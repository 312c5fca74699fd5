//! enclaved — the Enclave rollout daemon.
//!
//! Single binary that assembles the operator:
//! - State store (redb)
//! - Rollout reconciler + runner
//! - Operator tooling: apply manifests, register and label nodes, inspect
//!   status, delete rollouts
//!
//! The `node` subcommands stand in for the external cluster and installer
//! (the label writer), so a rollout can be driven end to end on one machine.
//!
//! # Usage
//!
//! ```text
//! enclaved apply --manifest rollout.toml
//! enclaved node add node-1 --label node-role.enclave.io/worker=
//! enclaved run
//! enclaved node label node-1 enclave.io/runtime true
//! enclaved status default
//! ```

use std::collections::BTreeMap;
use std::path::{Path, PathBuf};
use std::time::{Duration, SystemTime, UNIX_EPOCH};

use anyhow::{bail, Context};
use clap::{Parser, Subcommand};
use serde::Deserialize;
use tokio::sync::watch;
use tracing::info;

use enclave_controller::{runner, RolloutController};
use enclave_state::{NodeRecord, RolloutRequest, StateStore};

#[derive(Parser)]
#[command(name = "enclaved", about = "Enclave runtime rollout daemon")]
struct Cli {
    /// Data directory for persistent state.
    #[arg(long, default_value = "/var/lib/enclave")]
    data_dir: PathBuf,

    #[command(subcommand)]
    command: Command,
}

#[derive(Subcommand)]
enum Command {
    /// Create or update a rollout from a TOML manifest.
    Apply {
        /// Path to the rollout manifest.
        #[arg(long)]
        manifest: PathBuf,
    },

    /// Node registry operations (stand-in for the external cluster).
    Node {
        #[command(subcommand)]
        command: NodeCommand,
    },

    /// Run the reconcile loop until interrupted.
    Run {
        /// Seconds between store scans for rollouts to reconcile.
        #[arg(long, default_value = "30")]
        scan_interval: u64,
    },

    /// Print a rollout's request and status as JSON.
    Status { name: String },

    /// Delete a rollout and every side-effect object it owns.
    Delete { name: String },
}

#[derive(Subcommand)]
enum NodeCommand {
    /// Register a node.
    Add {
        name: String,
        /// Labels as key=value; repeatable.
        #[arg(long = "label", value_parser = parse_label)]
        labels: Vec<(String, String)>,
    },

    /// Set a label on a registered node.
    Label {
        name: String,
        key: String,
        value: String,
    },
}

/// A rollout manifest as written by the operator.
#[derive(Debug, Deserialize)]
struct RolloutManifest {
    name: String,
    #[serde(default)]
    node_selector: Option<BTreeMap<String, String>>,
    #[serde(default)]
    source_image: String,
}

#[tokio::main]
async fn main() -> anyhow::Result<()> {
    // Initialize tracing.
    tracing_subscriber::fmt()
        .with_env_filter(
            tracing_subscriber::EnvFilter::try_from_default_env()
                .unwrap_or_else(|_| "info,enclaved=debug,enclave=debug".parse().unwrap()),
        )
        .init();

    let cli = Cli::parse();
    let store = open_store(&cli.data_dir)?;

    match cli.command {
        Command::Apply { manifest } => apply(&store, &manifest),
        Command::Node { command } => node(&store, command),
        Command::Run { scan_interval } => run(store, Duration::from_secs(scan_interval)).await,
        Command::Status { name } => status(&store, &name),
        Command::Delete { name } => delete(&store, &name),
    }
}

fn open_store(data_dir: &Path) -> anyhow::Result<StateStore> {
    std::fs::create_dir_all(data_dir)
        .with_context(|| format!("creating data dir {}", data_dir.display()))?;
    let path = data_dir.join("state.redb");
    StateStore::open(&path).with_context(|| format!("opening state store {}", path.display()))
}

fn apply(store: &StateStore, manifest_path: &Path) -> anyhow::Result<()> {
    let raw = std::fs::read_to_string(manifest_path)
        .with_context(|| format!("reading manifest {}", manifest_path.display()))?;
    let manifest: RolloutManifest = toml::from_str(&raw).context("parsing rollout manifest")?;

    let request = RolloutRequest {
        name: manifest.name.clone(),
        node_selector: manifest.node_selector,
        source_image: manifest.source_image,
        deleted: false,
        created_at: epoch_secs(),
    };

    match store.get_rollout(&request.name)? {
        Some(existing) => {
            // Preserve the original creation time on update.
            let request = RolloutRequest {
                created_at: existing.request.created_at,
                ..request
            };
            store.update_rollout_request(&request)?;
            info!(name = %request.name, "rollout updated");
        }
        None => {
            store.create_rollout(&request)?;
            info!(name = %request.name, "rollout created");
        }
    }
    Ok(())
}

fn node(store: &StateStore, command: NodeCommand) -> anyhow::Result<()> {
    match command {
        NodeCommand::Add { name, labels } => {
            let record = NodeRecord {
                name: name.clone(),
                labels: labels.into_iter().collect(),
                registered_at: epoch_secs(),
            };
            store.put_node(&record)?;
            info!(%name, "node registered");
        }
        NodeCommand::Label { name, key, value } => {
            if !store.label_node(&name, &key, &value)? {
                bail!("node {name} is not registered");
            }
            info!(%name, %key, %value, "node labeled");
        }
    }
    Ok(())
}

async fn run(store: StateStore, scan_interval: Duration) -> anyhow::Result<()> {
    let controller = RolloutController::new(store.clone());
    let (shutdown_tx, shutdown_rx) = watch::channel(false);
    let (handle, task) = runner::spawn(controller, shutdown_rx);

    info!(scan_interval_secs = scan_interval.as_secs(), "enclaved running");

    loop {
        // Periodic scan: pick up rollouts created or edited while idle.
        for stored in store.list_rollouts()? {
            if !stored.request.deleted {
                handle.enqueue(&stored.request.name);
            }
        }

        tokio::select! {
            _ = tokio::time::sleep(scan_interval) => {}
            result = tokio::signal::ctrl_c() => {
                result.context("listening for shutdown signal")?;
                break;
            }
        }
    }

    info!("shutting down");
    let _ = shutdown_tx.send(true);
    task.await.context("joining reconcile runner")?;
    Ok(())
}

fn status(store: &StateStore, name: &str) -> anyhow::Result<()> {
    let Some(stored) = store.get_rollout(name)? else {
        bail!("rollout {name} not found");
    };
    println!("{}", serde_json::to_string_pretty(&stored)?);
    Ok(())
}

fn delete(store: &StateStore, name: &str) -> anyhow::Result<()> {
    // Mark first so a concurrent reconcile pass stops touching the rollout,
    // then remove it along with everything it owns.
    store.mark_rollout_deleted(name)?;
    store.delete_rollout(name)?;
    info!(%name, "rollout deleted");
    Ok(())
}

/// Parse a `key=value` label argument. A bare `key=` sets an empty value.
fn parse_label(raw: &str) -> Result<(String, String), String> {
    match raw.split_once('=') {
        Some((key, value)) if !key.is_empty() => Ok((key.to_string(), value.to_string())),
        _ => Err(format!("invalid label {raw:?}, expected key=value")),
    }
}

/// Current Unix epoch in seconds.
fn epoch_secs() -> u64 {
    SystemTime::now()
        .duration_since(UNIX_EPOCH)
        .unwrap_or_default()
        .as_secs()
}

#[cfg(test)]
mod tests {
    use super::*;

    #[test]
    fn parse_label_values() {
        assert_eq!(
            parse_label("zone=a").unwrap(),
            ("zone".to_string(), "a".to_string())
        );
        assert_eq!(
            parse_label("node-role.enclave.io/worker=").unwrap(),
            ("node-role.enclave.io/worker".to_string(), String::new())
        );
        assert!(parse_label("no-equals").is_err());
        assert!(parse_label("=value").is_err());
    }

    #[test]
    fn manifest_parsing() {
        let manifest: RolloutManifest = toml::from_str(
            r#"
            name = "default"
            source_image = "registry.local/enclave:1.0"

            [node_selector]
            "zone" = "a"
            "#,
        )
        .unwrap();

        assert_eq!(manifest.name, "default");
        assert_eq!(manifest.source_image, "registry.local/enclave:1.0");
        assert_eq!(
            manifest
                .node_selector
                .unwrap()
                .get("zone")
                .map(String::as_str),
            Some("a")
        );
    }

    #[test]
    fn manifest_defaults_are_optional() {
        let manifest: RolloutManifest = toml::from_str(r#"name = "default""#).unwrap();
        assert!(manifest.node_selector.is_none());
        assert!(manifest.source_image.is_empty());
    }
}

******

*PROBLEM STATEMENT*. Each line containing the word "worker" must be pulled from the listing and copied.

*RESPONSE AREA*.
//! enclaved node add node-1 --label node-role.enclave.io/worker=
            parse_label("node-role.enclave.io/worker=").unwrap(),
            ("node-role.enclave.io/worker".to_string(), String::new())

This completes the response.